━━━━━ Supplied data ━━━━━

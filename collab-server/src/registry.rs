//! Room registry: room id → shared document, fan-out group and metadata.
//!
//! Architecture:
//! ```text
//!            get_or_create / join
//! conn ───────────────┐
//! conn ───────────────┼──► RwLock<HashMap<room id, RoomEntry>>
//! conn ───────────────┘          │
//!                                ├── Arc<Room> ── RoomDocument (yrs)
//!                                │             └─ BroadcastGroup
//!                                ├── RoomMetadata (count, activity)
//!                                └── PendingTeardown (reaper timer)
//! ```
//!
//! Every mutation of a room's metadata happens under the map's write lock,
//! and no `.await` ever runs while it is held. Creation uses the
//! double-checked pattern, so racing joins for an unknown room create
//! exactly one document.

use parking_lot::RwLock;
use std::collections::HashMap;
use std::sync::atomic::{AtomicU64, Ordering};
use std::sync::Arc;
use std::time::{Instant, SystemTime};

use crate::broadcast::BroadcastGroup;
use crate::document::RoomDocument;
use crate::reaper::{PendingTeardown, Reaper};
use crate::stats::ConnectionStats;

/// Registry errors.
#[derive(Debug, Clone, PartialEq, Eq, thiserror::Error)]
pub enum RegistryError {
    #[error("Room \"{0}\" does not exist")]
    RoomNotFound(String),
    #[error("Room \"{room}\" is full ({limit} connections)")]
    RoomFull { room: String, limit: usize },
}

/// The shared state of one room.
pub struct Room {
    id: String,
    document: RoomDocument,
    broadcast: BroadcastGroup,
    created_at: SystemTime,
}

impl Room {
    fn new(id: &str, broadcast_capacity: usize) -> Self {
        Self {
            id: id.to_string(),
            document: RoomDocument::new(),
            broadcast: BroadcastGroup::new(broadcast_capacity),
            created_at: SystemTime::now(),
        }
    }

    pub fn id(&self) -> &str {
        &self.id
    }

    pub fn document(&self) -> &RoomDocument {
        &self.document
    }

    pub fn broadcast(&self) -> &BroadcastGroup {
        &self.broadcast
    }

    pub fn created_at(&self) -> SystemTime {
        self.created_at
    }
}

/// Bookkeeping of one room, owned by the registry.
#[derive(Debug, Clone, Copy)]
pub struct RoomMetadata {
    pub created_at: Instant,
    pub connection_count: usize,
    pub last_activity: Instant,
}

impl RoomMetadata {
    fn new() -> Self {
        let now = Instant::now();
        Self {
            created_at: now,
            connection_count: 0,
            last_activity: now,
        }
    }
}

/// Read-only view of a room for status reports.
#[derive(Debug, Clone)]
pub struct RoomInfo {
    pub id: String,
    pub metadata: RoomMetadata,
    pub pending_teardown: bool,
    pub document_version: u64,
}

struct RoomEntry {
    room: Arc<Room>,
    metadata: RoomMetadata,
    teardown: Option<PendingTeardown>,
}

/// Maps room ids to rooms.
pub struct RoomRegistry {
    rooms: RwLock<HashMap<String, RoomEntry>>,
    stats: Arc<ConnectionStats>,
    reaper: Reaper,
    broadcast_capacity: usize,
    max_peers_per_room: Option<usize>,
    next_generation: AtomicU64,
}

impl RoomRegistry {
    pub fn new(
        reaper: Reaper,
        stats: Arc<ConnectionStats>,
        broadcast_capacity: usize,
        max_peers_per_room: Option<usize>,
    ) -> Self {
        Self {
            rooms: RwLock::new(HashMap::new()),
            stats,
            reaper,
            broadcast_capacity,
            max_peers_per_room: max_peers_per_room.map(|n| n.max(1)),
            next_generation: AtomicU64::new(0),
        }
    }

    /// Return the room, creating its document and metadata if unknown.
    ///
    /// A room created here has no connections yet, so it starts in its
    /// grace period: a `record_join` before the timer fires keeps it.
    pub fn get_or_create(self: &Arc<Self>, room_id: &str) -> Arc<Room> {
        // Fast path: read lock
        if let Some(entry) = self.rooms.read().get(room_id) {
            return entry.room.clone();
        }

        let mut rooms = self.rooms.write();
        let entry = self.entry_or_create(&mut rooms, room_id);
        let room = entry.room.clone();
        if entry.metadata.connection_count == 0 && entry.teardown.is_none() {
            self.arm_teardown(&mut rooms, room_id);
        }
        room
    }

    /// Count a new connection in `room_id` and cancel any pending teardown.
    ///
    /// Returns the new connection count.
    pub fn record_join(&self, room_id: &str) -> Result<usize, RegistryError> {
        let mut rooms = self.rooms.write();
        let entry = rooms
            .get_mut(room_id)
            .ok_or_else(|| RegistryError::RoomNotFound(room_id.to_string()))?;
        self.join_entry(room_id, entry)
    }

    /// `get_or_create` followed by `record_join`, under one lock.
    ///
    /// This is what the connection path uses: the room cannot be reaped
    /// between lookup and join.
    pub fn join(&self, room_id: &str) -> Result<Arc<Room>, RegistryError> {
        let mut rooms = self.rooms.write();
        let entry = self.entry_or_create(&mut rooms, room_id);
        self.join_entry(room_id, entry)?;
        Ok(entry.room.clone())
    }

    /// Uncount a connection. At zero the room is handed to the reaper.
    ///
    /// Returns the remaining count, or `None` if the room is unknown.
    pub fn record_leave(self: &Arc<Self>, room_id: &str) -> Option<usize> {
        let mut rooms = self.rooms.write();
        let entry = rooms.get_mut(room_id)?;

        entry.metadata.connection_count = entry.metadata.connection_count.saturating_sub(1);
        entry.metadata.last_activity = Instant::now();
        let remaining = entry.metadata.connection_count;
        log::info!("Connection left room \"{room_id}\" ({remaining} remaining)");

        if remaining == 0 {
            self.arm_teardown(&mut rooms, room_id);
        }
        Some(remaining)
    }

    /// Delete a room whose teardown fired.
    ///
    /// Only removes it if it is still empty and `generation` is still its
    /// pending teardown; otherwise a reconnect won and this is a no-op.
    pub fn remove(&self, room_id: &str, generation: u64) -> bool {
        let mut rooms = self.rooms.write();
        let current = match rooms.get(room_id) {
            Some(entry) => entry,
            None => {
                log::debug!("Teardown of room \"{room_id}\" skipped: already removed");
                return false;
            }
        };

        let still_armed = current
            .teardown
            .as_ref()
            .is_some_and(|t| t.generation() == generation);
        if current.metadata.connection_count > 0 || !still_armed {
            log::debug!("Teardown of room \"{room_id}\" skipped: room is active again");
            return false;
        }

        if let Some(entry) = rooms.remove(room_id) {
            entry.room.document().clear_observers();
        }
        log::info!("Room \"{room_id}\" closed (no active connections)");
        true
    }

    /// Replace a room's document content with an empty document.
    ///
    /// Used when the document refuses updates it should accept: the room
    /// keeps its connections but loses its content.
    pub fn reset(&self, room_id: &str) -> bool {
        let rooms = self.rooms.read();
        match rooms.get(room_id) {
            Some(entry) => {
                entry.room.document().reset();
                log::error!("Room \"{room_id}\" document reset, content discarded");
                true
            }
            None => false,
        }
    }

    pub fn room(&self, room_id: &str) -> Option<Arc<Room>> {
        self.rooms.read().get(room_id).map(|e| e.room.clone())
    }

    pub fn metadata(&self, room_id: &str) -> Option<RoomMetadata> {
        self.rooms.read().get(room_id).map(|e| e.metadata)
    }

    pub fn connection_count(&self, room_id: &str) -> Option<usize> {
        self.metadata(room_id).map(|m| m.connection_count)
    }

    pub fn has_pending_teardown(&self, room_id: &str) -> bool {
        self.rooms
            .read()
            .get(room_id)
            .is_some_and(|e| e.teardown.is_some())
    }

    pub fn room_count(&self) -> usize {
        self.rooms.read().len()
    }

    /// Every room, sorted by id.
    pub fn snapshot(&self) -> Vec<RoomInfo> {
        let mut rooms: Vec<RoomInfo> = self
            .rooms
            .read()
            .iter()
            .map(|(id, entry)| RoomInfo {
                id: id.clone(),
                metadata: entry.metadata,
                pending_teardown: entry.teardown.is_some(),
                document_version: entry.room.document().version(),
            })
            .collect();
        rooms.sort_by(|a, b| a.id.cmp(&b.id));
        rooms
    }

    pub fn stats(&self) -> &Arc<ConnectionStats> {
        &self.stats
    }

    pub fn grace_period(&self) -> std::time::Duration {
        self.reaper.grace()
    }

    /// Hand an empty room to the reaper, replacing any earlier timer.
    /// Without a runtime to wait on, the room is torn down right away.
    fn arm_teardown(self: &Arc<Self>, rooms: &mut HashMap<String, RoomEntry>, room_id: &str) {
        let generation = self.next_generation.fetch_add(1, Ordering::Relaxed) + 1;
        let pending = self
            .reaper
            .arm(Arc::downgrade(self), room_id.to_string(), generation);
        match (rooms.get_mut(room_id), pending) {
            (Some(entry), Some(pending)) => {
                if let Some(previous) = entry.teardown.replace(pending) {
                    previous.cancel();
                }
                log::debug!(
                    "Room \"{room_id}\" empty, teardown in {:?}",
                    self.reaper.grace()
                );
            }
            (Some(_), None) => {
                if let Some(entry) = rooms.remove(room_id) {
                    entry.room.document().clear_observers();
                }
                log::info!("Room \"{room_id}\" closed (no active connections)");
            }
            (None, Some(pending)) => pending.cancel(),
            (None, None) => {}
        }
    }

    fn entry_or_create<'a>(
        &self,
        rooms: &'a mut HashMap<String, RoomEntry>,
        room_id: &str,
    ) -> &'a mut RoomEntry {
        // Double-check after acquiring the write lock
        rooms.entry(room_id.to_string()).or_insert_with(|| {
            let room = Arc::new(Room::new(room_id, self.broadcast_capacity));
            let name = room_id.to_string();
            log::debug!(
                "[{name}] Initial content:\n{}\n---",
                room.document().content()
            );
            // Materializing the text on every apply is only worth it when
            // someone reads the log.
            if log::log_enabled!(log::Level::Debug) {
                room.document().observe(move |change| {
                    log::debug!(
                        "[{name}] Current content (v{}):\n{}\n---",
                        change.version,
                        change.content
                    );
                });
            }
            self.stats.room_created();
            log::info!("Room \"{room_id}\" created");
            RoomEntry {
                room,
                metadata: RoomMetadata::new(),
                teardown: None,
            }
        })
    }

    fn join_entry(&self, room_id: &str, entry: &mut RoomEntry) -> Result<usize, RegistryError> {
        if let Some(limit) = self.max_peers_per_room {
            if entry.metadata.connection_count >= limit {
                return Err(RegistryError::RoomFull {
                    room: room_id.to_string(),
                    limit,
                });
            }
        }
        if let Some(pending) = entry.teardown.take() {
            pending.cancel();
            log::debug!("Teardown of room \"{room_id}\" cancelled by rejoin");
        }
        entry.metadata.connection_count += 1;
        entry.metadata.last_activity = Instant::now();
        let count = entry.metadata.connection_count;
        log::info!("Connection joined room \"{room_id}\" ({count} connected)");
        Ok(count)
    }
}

━━━━━
━━━━━ Supplied data ━━━━━

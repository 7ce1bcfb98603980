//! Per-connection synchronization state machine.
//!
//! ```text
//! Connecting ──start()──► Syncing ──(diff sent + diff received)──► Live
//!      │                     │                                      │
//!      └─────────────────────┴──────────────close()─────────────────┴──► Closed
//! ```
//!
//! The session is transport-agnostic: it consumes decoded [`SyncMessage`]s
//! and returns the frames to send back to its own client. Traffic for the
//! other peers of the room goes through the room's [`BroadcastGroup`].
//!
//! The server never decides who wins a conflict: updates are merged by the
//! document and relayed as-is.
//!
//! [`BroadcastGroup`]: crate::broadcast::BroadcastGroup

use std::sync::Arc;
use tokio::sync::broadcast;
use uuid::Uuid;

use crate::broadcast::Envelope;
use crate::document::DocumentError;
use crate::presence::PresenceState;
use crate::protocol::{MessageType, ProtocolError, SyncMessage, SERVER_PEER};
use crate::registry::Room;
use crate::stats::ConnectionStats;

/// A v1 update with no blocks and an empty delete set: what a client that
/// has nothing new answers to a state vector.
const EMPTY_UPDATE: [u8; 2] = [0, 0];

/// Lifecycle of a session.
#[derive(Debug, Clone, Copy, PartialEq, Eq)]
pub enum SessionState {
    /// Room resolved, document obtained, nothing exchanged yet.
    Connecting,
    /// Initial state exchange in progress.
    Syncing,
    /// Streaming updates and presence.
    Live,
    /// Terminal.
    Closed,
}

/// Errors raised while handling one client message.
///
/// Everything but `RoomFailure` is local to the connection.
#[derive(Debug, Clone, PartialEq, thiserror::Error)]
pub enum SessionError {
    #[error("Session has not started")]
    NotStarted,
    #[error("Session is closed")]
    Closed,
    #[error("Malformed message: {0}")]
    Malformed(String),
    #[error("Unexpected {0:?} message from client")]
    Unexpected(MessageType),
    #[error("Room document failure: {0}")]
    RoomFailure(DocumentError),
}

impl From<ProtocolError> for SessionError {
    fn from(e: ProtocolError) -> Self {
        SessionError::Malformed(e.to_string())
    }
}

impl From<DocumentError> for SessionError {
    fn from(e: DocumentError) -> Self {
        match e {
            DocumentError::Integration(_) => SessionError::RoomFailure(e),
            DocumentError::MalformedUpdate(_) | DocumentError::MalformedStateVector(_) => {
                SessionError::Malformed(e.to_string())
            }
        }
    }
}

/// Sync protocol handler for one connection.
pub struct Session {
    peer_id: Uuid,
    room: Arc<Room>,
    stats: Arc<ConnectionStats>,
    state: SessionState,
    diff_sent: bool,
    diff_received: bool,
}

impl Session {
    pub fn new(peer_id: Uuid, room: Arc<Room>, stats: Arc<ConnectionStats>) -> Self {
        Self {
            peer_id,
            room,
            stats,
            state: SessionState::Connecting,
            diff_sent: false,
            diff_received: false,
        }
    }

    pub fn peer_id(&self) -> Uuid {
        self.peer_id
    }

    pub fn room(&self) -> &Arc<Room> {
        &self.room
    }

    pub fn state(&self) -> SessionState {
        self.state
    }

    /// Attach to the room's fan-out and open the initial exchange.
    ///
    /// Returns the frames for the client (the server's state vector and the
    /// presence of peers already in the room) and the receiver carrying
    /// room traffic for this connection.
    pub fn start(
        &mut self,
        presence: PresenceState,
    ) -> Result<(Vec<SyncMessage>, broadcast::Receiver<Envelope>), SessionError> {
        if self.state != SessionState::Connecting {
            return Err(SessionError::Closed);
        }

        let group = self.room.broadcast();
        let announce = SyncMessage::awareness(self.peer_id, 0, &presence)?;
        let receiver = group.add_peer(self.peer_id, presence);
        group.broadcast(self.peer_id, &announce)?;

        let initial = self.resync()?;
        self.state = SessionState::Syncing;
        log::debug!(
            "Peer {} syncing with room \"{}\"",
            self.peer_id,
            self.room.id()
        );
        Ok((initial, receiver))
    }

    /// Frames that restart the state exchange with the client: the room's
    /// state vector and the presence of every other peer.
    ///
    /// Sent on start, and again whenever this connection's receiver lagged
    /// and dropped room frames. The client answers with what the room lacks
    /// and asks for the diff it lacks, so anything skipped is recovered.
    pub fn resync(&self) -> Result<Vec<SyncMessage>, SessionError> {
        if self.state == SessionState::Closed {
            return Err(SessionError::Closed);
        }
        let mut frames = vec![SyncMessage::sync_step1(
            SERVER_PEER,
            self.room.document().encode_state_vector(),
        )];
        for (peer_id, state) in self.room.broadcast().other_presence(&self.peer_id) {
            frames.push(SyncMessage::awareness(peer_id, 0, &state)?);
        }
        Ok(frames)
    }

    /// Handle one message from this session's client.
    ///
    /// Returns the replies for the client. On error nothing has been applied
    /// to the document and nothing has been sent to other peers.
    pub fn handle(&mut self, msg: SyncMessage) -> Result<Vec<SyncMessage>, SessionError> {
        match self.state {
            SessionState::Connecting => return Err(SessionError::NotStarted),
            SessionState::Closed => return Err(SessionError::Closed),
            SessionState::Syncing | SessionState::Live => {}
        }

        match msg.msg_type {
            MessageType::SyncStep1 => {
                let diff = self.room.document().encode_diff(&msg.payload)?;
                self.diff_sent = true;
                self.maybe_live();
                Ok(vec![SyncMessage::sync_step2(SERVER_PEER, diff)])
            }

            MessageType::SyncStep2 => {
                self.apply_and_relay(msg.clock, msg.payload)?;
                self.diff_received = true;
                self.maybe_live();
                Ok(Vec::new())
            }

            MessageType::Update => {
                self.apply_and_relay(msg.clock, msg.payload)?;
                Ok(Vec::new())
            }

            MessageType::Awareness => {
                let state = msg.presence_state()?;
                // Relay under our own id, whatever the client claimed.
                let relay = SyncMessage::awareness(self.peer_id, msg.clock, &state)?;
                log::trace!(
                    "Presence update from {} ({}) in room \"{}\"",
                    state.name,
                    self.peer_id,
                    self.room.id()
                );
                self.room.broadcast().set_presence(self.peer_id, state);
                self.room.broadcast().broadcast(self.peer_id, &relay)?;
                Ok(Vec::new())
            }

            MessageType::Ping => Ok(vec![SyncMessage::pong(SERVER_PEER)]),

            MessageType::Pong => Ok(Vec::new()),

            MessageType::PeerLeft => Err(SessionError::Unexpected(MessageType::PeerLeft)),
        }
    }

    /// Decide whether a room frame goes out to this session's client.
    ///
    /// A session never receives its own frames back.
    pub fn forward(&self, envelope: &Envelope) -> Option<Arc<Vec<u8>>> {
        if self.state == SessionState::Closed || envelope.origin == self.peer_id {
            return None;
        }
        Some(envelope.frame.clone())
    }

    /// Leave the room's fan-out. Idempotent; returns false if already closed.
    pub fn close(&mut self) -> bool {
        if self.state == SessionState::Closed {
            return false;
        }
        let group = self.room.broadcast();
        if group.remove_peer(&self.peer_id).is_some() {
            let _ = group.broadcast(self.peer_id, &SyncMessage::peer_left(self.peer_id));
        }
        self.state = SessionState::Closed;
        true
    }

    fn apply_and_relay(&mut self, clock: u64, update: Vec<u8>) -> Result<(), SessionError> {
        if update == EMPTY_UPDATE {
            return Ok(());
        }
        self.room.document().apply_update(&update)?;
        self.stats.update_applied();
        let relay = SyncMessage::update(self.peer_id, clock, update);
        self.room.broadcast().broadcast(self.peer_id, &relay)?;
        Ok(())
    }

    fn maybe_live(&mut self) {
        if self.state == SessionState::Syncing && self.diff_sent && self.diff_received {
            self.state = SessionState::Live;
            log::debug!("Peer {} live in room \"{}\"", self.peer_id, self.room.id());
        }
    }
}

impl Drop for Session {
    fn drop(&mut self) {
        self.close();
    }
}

━━━━━

Task to complete
The expected answer is a copy of each line in the listing above that contains "derive".

Result of this exercise
#[derive(Debug, Clone, PartialEq, Eq, thiserror::Error)]
#[derive(Debug, Clone, Copy)]
#[derive(Debug, Clone)]
#[derive(Debug, Clone, Copy, PartialEq, Eq)]
#[derive(Debug, Clone, PartialEq, thiserror::Error)]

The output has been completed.